Parse the scenario into Kantian terms. If you lie to a prospective murderer to save a prospective victim, that makes lying your action, but not the maxim on which you act. Rather, the maxim on which you act would be "prevent murder!", or, "protect human lives!", or something like that. It is the maxim on which you act, not your act itself, that the Categorical Imperative exists to vet.

And how does the vetting turn out in this case? Successful, of course. If every human, forced by a universal law, acted to prevent murder, protect human lives, etc, that would be possible to do without contradiction, and easy --- let alone possible! --- for me to reasonably wish for.

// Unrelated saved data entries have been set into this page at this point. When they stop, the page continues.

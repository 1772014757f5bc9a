//! Named read channels over a collection.
//!
//! A publication turns a collection into a [`Feed`]: the documents visible
//! to the caller, one `Ready` marker, then live changes. Authorization is
//! decided once, when the feed is opened. A caller who may not read a
//! channel gets a feed that is immediately ready and empty.

use serde::{Deserialize, Serialize};
use std::collections::HashSet;
use std::fmt;
use std::pin::Pin;
use tokio_stream::wrappers::errors::BroadcastStreamRecvError;
use tokio_stream::wrappers::BroadcastStream;
use tokio_stream::{Stream, StreamExt};
use tracing::{debug, warn};
use uuid::Uuid;

use crate::collection::{Change, Collection, CollectionError};
use crate::model::{Document, Favorite, Recipe, Stored};

/// Role that unlocks admin channels and admin-only methods.
pub const ADMIN_ROLE: &str = "admin";

#[derive(Debug, Clone, Copy, PartialEq, Eq, Hash)]
pub enum Channel {
    /// Documents owned by or visible to the requesting user.
    User,
    /// Every document; only for callers holding the admin role.
    Admin,
}

impl Channel {
    fn suffix(self) -> &'static str {
        match self {
            Channel::User => "user",
            Channel::Admin => "admin",
        }
    }

    /// Full channel name, e.g. `RecipesCollection.publication.user`.
    pub fn name(self, collection: &str) -> String {
        format!("{collection}.publication.{}", self.suffix())
    }

    /// Split a channel name into its collection and channel.
    pub fn parse(name: &str) -> Option<(&str, Channel)> {
        let (collection, suffix) = name.rsplit_once(".publication.")?;
        if collection.is_empty() {
            return None;
        }
        let channel = match suffix {
            "user" => Channel::User,
            "admin" => Channel::Admin,
            _ => return None,
        };
        Some((collection, channel))
    }
}

impl fmt::Display for Channel {
    fn fmt(&self, f: &mut fmt::Formatter<'_>) -> fmt::Result {
        f.write_str(self.suffix())
    }
}

/// Who is asking. Anonymous callers have no user id and no roles.
#[derive(Debug, Clone, Default, PartialEq, Eq)]
pub struct Identity {
    pub user_id: Option<Uuid>,
    pub roles: Vec<String>,
}

impl Identity {
    pub fn anonymous() -> Self {
        Self::default()
    }

    pub fn user(user_id: Uuid) -> Self {
        Self {
            user_id: Some(user_id),
            roles: Vec::new(),
        }
    }

    pub fn with_role(mut self, role: impl Into<String>) -> Self {
        self.roles.push(role.into());
        self
    }

    pub fn is_logged_in(&self) -> bool {
        self.user_id.is_some()
    }

    pub fn has_role(&self, role: &str) -> bool {
        self.is_logged_in() && self.roles.iter().any(|r| r == role)
    }

    pub fn is_admin(&self) -> bool {
        self.has_role(ADMIN_ROLE)
    }
}

/// One message on a feed.
#[derive(Debug, Clone, PartialEq, Serialize, Deserialize)]
#[serde(tag = "msg", rename_all = "snake_case")]
pub enum FeedEvent<D> {
    Added { document: Stored<D> },
    Changed { document: Stored<D> },
    Removed { id: Uuid },
    /// The initial batch is complete.
    Ready,
}

impl<D> FeedEvent<D> {
    pub fn kind(&self) -> &'static str {
        match self {
            FeedEvent::Added { .. } => "added",
            FeedEvent::Changed { .. } => "changed",
            FeedEvent::Removed { .. } => "removed",
            FeedEvent::Ready => "ready",
        }
    }
}

pub type Feed<D> = Pin<Box<dyn Stream<Item = FeedEvent<D>> + Send>>;

/// Per-type visibility on the user channel.
pub trait Publish: Document {
    fn visible_to_user(document: &Stored<Self>, identity: &Identity) -> bool;
}

impl Publish for Recipe {
    /// The catalog is browsable by every signed-in user.
    fn visible_to_user(_document: &Stored<Self>, identity: &Identity) -> bool {
        identity.is_logged_in()
    }
}

impl Publish for Favorite {
    fn visible_to_user(document: &Stored<Self>, identity: &Identity) -> bool {
        identity.user_id == Some(document.user_id)
    }
}

fn authorized(channel: Channel, identity: &Identity) -> bool {
    match channel {
        Channel::User => identity.is_logged_in(),
        Channel::Admin => identity.is_admin(),
    }
}

/// Tracks which documents a feed has sent, so that changes racing the
/// initial snapshot and changes that move a document in or out of view are
/// translated into a consistent added/changed/removed sequence.
struct MergeBox {
    channel: Channel,
    identity: Identity,
    sent: HashSet<Uuid>,
}

impl MergeBox {
    fn new(channel: Channel, identity: Identity) -> Self {
        Self {
            channel,
            identity,
            sent: HashSet::new(),
        }
    }

    fn visible<D: Publish>(&self, document: &Stored<D>) -> bool {
        match self.channel {
            Channel::Admin => true,
            Channel::User => D::visible_to_user(document, &self.identity),
        }
    }

    fn apply<D: Publish>(&mut self, change: Change<D>) -> Option<FeedEvent<D>> {
        match change {
            Change::Inserted(document) | Change::Updated(document) => {
                let visible = self.visible(&document);
                let known = self.sent.contains(&document.id);
                match (visible, known) {
                    (true, false) => {
                        self.sent.insert(document.id);
                        Some(FeedEvent::Added { document })
                    }
                    (true, true) => Some(FeedEvent::Changed { document }),
                    (false, true) => {
                        self.sent.remove(&document.id);
                        Some(FeedEvent::Removed { id: document.id })
                    }
                    (false, false) => None,
                }
            }
            Change::Removed(document) => self
                .sent
                .remove(&document.id)
                .then_some(FeedEvent::Removed { id: document.id }),
        }
    }
}

/// Open a feed on `collection` for `identity`.
///
/// The change receiver is registered before the snapshot is read, so no
/// change is lost between the two. If the feed falls further behind than
/// the collection's change buffer it ends, and the subscriber has to
/// subscribe again.
pub fn publish<D: Publish>(
    collection: &Collection<D>,
    channel: Channel,
    identity: &Identity,
) -> Result<Feed<D>, CollectionError> {
    let name = channel.name(D::COLLECTION);

    if !authorized(channel, identity) {
        warn!(
            channel = %name,
            user_id = ?identity.user_id,
            "unauthorized subscription, publishing nothing"
        );
        return Ok(Box::pin(tokio_stream::once(FeedEvent::Ready)));
    }

    let changes = collection.watch();
    let mut merge_box = MergeBox::new(channel, identity.clone());

    let mut initial: Vec<FeedEvent<D>> = collection
        .find_all()?
        .into_iter()
        .filter_map(|document| merge_box.apply(Change::Inserted(document)))
        .collect();
    debug!(channel = %name, documents = initial.len(), "publication ready");
    initial.push(FeedEvent::Ready);

    let live = BroadcastStream::new(changes)
        .map_while(move |change| match change {
            Ok(change) => Some(merge_box.apply(change)),
            Err(BroadcastStreamRecvError::Lagged(skipped)) => {
                warn!(channel = %name, skipped, "publication fell behind, closing feed");
                None
            }
        })
        .filter_map(|event| event);

    Ok(Box::pin(tokio_stream::iter(initial).chain(live)))
}

#[cfg(test)]
mod tests {
    use super::*;
    use crate::collection::Catalog;
    use crate::store::MemoryStore;
    use serde_json::json;
    use std::sync::Arc;
    use std::time::Duration;

    fn recipe_value(name: &str) -> serde_json::Value {
        json!({
            "name": name,
            "image": "https://example.com/r.jpg",
            "time": "10 min",
            "cost": "$2",
            "ingredients": ["salt"],
            "recipe": "Cook."
        })
    }

    async fn next<D>(feed: &mut Feed<D>) -> FeedEvent<D> {
        tokio::time::timeout(Duration::from_secs(1), feed.next())
            .await
            .expect("feed stalled")
            .expect("feed ended")
    }

    #[test]
    fn test_channel_names_round_trip() {
        let name = Channel::Admin.name(Recipe::COLLECTION);
        assert_eq!(name, "RecipesCollection.publication.admin");
        assert_eq!(
            Channel::parse(&name),
            Some(("RecipesCollection", Channel::Admin))
        );
        assert_eq!(
            Channel::parse("FavoritesCollection.publication.user"),
            Some(("FavoritesCollection", Channel::User))
        );
        assert_eq!(Channel::parse("RecipesCollection.publication.root"), None);
        assert_eq!(Channel::parse(".publication.user"), None);
        assert_eq!(Channel::parse("RecipesCollection"), None);
    }

    #[test]
    fn test_roles_need_a_user() {
        let ghost = Identity {
            user_id: None,
            roles: vec![ADMIN_ROLE.to_string()],
        };
        assert!(!ghost.is_admin());
        assert!(Identity::user(Uuid::new_v4()).with_role(ADMIN_ROLE).is_admin());
    }

    #[test]
    fn test_feed_event_wire_format() {
        let event: FeedEvent<Recipe> = FeedEvent::Ready;
        assert_eq!(serde_json::to_value(&event).unwrap(), json!({"msg": "ready"}));
        let id = Uuid::new_v4();
        let removed: FeedEvent<Recipe> = FeedEvent::Removed { id };
        assert_eq!(
            serde_json::to_value(&removed).unwrap(),
            json!({"msg": "removed", "id": id})
        );
    }

    #[tokio::test]
    async fn test_initial_batch_then_ready() {
        let catalog = Catalog::in_memory();
        let pasta = catalog.recipes.insert_value(recipe_value("Pasta"), None).unwrap();
        let user = Identity::user(Uuid::new_v4());

        let mut feed = publish(&catalog.recipes, Channel::User, &user).unwrap();
        assert_eq!(next(&mut feed).await, FeedEvent::Added { document: pasta });
        assert_eq!(next(&mut feed).await, FeedEvent::Ready);
    }

    #[tokio::test]
    async fn test_live_changes_follow_ready() {
        let catalog = Catalog::in_memory();
        let user = Identity::user(Uuid::new_v4());
        let mut feed = publish(&catalog.recipes, Channel::User, &user).unwrap();
        assert_eq!(next(&mut feed).await, FeedEvent::Ready);

        let soup = catalog.recipes.insert_value(recipe_value("Soup"), None).unwrap();
        catalog.recipes.validate_and_remove(soup.id).unwrap();

        assert_eq!(next(&mut feed).await, FeedEvent::Added { document: soup.clone() });
        assert_eq!(next(&mut feed).await, FeedEvent::Removed { id: soup.id });
    }

    #[tokio::test]
    async fn test_admin_channel_is_silent_for_non_admins() {
        let catalog = Catalog::in_memory();
        catalog.recipes.insert_value(recipe_value("Pasta"), None).unwrap();

        for identity in [Identity::anonymous(), Identity::user(Uuid::new_v4())] {
            let feed = publish(&catalog.recipes, Channel::Admin, &identity).unwrap();
            let events: Vec<_> = feed.collect().await;
            assert_eq!(events, vec![FeedEvent::Ready]);
        }
    }

    #[tokio::test]
    async fn test_admin_channel_sees_everything() {
        let catalog = Catalog::in_memory();
        let owner = Uuid::new_v4();
        let favorite = Favorite {
            user_id: owner,
            recipe_id: Uuid::new_v4(),
        };
        catalog.favorites.validate_and_insert(favorite, Some(owner)).unwrap();

        let admin = Identity::user(Uuid::new_v4()).with_role(ADMIN_ROLE);
        let mut feed = publish(&catalog.favorites, Channel::Admin, &admin).unwrap();
        assert!(matches!(next(&mut feed).await, FeedEvent::Added { .. }));
        assert_eq!(next(&mut feed).await, FeedEvent::Ready);
    }

    #[tokio::test]
    async fn test_user_channel_scopes_favorites_to_owner() {
        let catalog = Catalog::in_memory();
        let me = Uuid::new_v4();
        let someone_else = Uuid::new_v4();
        let recipe_id = Uuid::new_v4();
        let mine = catalog
            .favorites
            .validate_and_insert(Favorite { user_id: me, recipe_id }, Some(me))
            .unwrap();
        catalog
            .favorites
            .validate_and_insert(
                Favorite {
                    user_id: someone_else,
                    recipe_id,
                },
                Some(someone_else),
            )
            .unwrap();

        let mut feed = publish(&catalog.favorites, Channel::User, &Identity::user(me)).unwrap();
        assert_eq!(next(&mut feed).await, FeedEvent::Added { document: mine });
        assert_eq!(next(&mut feed).await, FeedEvent::Ready);

        // Someone else's change never reaches this feed.
        catalog
            .favorites
            .validate_and_insert(
                Favorite {
                    user_id: someone_else,
                    recipe_id: Uuid::new_v4(),
                },
                Some(someone_else),
            )
            .unwrap();
        let result = tokio::time::timeout(Duration::from_millis(50), feed.next()).await;
        assert!(result.is_err());
    }

    #[test]
    fn test_merge_box_reconciles_races() {
        let now = chrono::Utc::now();
        let doc = Stored {
            id: Uuid::new_v4(),
            owner: None,
            created_at: now,
            updated_at: now,
            fields: Favorite {
                user_id: Uuid::new_v4(),
                recipe_id: Uuid::new_v4(),
            },
        };
        let mut merge_box = MergeBox::new(Channel::User, Identity::user(doc.user_id));

        // A removal for a document never sent is dropped.
        assert_eq!(merge_box.apply(Change::Removed(doc.clone())), None);
        // An insert seen twice (snapshot and change) becomes a change.
        assert!(matches!(
            merge_box.apply(Change::Inserted(doc.clone())),
            Some(FeedEvent::Added { .. })
        ));
        assert!(matches!(
            merge_box.apply(Change::Inserted(doc.clone())),
            Some(FeedEvent::Changed { .. })
        ));

        // An update that moves the document out of view removes it.
        let moved = Stored {
            fields: Favorite {
                user_id: Uuid::new_v4(),
                ..doc.fields
            },
            ..doc.clone()
        };
        assert_eq!(
            merge_box.apply(Change::Updated(moved.clone())),
            Some(FeedEvent::Removed { id: doc.id })
        );
        assert_eq!(merge_box.apply(Change::Updated(moved)), None);
    }

    #[tokio::test]
    async fn test_feed_that_falls_behind_ends() {
        let catalog = Catalog::new(Arc::new(MemoryStore::new()), 1);
        let user = Identity::user(Uuid::new_v4());
        let mut feed = publish(&catalog.recipes, Channel::User, &user).unwrap();
        assert_eq!(next(&mut feed).await, FeedEvent::Ready);

        for name in ["Pasta", "Salad", "Soup"] {
            catalog.recipes.insert_value(recipe_value(name), None).unwrap();
        }
        let ended = tokio::time::timeout(Duration::from_secs(1), feed.next())
            .await
            .expect("feed stalled");
        assert!(ended.is_none());
    }
}
//! Client handle on a publication.

use std::sync::Arc;
use tokio::sync::watch;
use tokio::task::JoinHandle;
use tokio_stream::StreamExt;
use tracing::{debug, info};

use crate::collection::{Collection, CollectionError};
use crate::mirror::LocalMirror;
use crate::publication::{publish, Channel, Feed, Identity, Publish};

/// A running subscription. Drains its feed into a [`LocalMirror`] on a
/// background task; dropping the handle stops it.
pub struct Subscription<D> {
    name: String,
    mirror: Arc<LocalMirror<D>>,
    task: JoinHandle<()>,
}

impl<D: Clone + Send + Sync + 'static> Subscription<D> {
    /// Start draining `feed`. Must be called inside a tokio runtime.
    pub fn subscribe(name: impl Into<String>, mut feed: Feed<D>) -> Self {
        let name = name.into();
        let mirror = Arc::new(LocalMirror::new());
        let task = {
            let mirror = Arc::clone(&mirror);
            let name = name.clone();
            tokio::spawn(async move {
                while let Some(event) = feed.next().await {
                    mirror.apply(event);
                }
                debug!(channel = %name, "feed ended");
                mirror.close();
            })
        };
        info!(channel = %name, "subscribed");
        Self { name, mirror, task }
    }

    pub fn name(&self) -> &str {
        &self.name
    }

    /// True once the initial batch has arrived. Never goes back to false.
    pub fn ready(&self) -> bool {
        self.mirror.is_ready()
    }

    /// Wait for the initial batch. Returns false if the feed ended first.
    pub async fn wait_ready(&self) -> bool {
        let mut rx: watch::Receiver<u64> = self.mirror.watch();
        loop {
            if self.mirror.is_ready() {
                return true;
            }
            if !self.mirror.is_live() || rx.changed().await.is_err() {
                return self.mirror.is_ready();
            }
        }
    }

    pub fn mirror(&self) -> &Arc<LocalMirror<D>> {
        &self.mirror
    }

    /// Stop receiving. The mirror keeps whatever it already holds.
    pub fn stop(self) {}
}

impl<D: Publish> Subscription<D> {
    /// Subscribe to a collection in the same process.
    pub fn subscribe_local(
        collection: &Collection<D>,
        channel: Channel,
        identity: &Identity,
    ) -> Result<Self, CollectionError> {
        let feed = publish(collection, channel, identity)?;
        Ok(Self::subscribe(channel.name(D::COLLECTION), feed))
    }
}

impl<D> Drop for Subscription<D> {
    fn drop(&mut self) {
        self.task.abort();
        debug!(channel = %self.name, "subscription stopped");
    }
}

Hence, I don't see how Kant can reach the conclusion in his article, that you should rat out the victim by telling the truth to the murderer. The only way I could conceive of him reaching it is by mistaking your action (of lying) for your maxim. This would be a freshman category error, embarrassing enough in a community-college philosophy-101 course. That Kant would make such a trivial mistake seems utterly incongruent with his stature as a philosopher. And yet, that's what he seems to have done here.
joefromchicago
 
  1  
Reply Mon 18 Mar, 2013 06:07 am
@Thomas,
Thomas wrote:
Parse the scenario into Kantian terms. If you lie to a prospective murderer to save a prospective victim, that makes lying your action, but not the maxim on which you act. Rather, the maxim on which you act would be "prevent murder!", or, "protect human lives!", or something like that. It is the maxim on which you act, not your act itself, that the Categorical Imperative exists to vet.

"Prevent murder" and "protect human lives" aren't acts, they're motives. The categorical imperative isn't about motives, it's about acts. Kant was very clear about that. You're still trying to turn Kant into a utilitarian.